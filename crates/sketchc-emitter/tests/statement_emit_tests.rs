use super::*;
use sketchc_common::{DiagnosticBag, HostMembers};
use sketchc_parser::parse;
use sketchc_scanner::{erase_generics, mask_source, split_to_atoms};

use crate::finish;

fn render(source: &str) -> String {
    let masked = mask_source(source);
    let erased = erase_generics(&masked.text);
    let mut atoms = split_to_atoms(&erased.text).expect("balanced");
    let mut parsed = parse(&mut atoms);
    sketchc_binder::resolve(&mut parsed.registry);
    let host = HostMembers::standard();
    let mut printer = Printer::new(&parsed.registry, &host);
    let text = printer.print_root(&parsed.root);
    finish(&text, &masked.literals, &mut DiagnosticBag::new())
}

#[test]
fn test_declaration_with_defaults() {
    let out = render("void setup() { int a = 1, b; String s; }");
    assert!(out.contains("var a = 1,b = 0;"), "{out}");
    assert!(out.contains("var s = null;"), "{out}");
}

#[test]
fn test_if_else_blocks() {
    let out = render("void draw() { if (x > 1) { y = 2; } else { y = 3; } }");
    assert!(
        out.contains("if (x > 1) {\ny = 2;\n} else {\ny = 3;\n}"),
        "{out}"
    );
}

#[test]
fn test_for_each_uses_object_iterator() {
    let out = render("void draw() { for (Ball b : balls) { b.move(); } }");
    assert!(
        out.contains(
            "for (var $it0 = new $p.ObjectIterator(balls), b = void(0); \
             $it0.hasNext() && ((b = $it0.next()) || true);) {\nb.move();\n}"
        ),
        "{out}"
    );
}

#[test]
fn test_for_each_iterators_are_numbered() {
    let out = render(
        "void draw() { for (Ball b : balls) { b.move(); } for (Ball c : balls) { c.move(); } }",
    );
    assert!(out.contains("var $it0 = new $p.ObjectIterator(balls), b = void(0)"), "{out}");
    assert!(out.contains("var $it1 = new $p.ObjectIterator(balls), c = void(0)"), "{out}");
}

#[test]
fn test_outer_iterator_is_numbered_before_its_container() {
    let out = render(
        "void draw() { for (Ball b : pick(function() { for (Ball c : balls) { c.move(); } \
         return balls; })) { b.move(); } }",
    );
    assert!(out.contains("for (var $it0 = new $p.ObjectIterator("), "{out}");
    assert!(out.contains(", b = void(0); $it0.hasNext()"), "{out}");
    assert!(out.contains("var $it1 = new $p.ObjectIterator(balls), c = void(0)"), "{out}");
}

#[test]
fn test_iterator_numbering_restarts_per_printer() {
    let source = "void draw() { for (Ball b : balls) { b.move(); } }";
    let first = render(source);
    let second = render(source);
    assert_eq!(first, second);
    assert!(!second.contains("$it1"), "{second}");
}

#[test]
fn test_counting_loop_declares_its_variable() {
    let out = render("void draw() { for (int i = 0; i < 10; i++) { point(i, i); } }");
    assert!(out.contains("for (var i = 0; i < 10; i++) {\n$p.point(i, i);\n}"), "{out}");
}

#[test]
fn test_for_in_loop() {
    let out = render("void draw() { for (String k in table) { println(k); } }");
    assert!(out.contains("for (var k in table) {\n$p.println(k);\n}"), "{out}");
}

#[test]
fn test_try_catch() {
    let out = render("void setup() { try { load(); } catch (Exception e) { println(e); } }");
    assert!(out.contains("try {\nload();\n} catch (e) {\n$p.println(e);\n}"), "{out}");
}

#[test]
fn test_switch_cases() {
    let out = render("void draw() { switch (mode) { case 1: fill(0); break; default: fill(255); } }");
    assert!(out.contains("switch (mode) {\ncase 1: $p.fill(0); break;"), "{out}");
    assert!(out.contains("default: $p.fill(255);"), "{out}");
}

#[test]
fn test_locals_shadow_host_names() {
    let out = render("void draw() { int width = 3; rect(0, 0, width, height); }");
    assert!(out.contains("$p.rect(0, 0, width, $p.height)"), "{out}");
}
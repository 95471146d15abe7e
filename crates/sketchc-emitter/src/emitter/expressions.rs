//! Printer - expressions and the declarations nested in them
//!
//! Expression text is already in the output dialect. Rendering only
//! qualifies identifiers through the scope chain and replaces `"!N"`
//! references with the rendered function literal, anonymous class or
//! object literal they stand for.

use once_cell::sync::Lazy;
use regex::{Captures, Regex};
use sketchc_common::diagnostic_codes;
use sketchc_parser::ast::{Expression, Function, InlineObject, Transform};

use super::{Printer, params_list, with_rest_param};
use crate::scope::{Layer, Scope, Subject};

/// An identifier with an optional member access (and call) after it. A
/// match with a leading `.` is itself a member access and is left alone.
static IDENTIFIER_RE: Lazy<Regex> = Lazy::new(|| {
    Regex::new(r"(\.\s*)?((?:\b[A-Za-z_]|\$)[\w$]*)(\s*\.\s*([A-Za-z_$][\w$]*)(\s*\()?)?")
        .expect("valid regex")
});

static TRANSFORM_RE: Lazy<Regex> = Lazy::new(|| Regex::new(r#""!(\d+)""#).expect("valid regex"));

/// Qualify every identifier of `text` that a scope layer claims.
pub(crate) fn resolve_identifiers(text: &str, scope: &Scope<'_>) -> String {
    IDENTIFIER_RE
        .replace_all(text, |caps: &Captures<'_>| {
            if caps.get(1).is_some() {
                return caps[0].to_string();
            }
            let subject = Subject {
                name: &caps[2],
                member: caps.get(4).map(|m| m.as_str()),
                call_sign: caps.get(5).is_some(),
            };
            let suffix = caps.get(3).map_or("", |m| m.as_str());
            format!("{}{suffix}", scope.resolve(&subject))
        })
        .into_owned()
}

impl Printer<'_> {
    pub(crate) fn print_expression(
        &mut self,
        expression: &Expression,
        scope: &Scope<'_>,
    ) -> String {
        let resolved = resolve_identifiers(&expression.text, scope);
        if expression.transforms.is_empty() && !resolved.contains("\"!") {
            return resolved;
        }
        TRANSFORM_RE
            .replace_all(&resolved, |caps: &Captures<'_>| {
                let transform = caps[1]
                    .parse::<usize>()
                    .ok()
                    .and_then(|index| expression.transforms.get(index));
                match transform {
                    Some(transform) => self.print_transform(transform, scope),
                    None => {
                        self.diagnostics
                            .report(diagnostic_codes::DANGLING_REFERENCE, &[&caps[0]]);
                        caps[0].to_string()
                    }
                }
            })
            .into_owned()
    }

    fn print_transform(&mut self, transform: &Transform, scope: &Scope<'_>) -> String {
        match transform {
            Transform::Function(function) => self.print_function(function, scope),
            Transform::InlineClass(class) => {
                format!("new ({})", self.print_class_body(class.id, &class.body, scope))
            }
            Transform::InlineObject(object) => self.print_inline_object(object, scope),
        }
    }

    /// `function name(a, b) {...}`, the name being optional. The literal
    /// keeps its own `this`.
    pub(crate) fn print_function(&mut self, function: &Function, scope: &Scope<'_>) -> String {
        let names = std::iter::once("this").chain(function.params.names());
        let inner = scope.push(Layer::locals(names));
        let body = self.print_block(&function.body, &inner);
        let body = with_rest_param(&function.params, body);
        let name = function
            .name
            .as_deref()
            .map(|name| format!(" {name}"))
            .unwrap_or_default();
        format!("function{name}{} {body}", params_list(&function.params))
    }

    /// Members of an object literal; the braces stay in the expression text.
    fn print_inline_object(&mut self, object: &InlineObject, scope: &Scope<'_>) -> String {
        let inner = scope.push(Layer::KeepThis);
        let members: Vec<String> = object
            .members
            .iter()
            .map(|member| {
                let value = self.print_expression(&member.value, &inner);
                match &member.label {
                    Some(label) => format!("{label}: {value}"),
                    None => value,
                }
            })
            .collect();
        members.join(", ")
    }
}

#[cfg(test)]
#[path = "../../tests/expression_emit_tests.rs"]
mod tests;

WHAT YOU NEED TO DO => Up to and including the line with "use crate::finish;", repeat the data exactly, starting from its first line; nothing else belongs in the response.

WRITTEN ANSWER =>
filename crates/sketchc-emitter/tests/statement_emit_tests.rs
use super::*;
use sketchc_common::{DiagnosticBag, HostMembers};
use sketchc_parser::parse;
use sketchc_scanner::{erase_generics, mask_source, split_to_atoms};

use crate::finish;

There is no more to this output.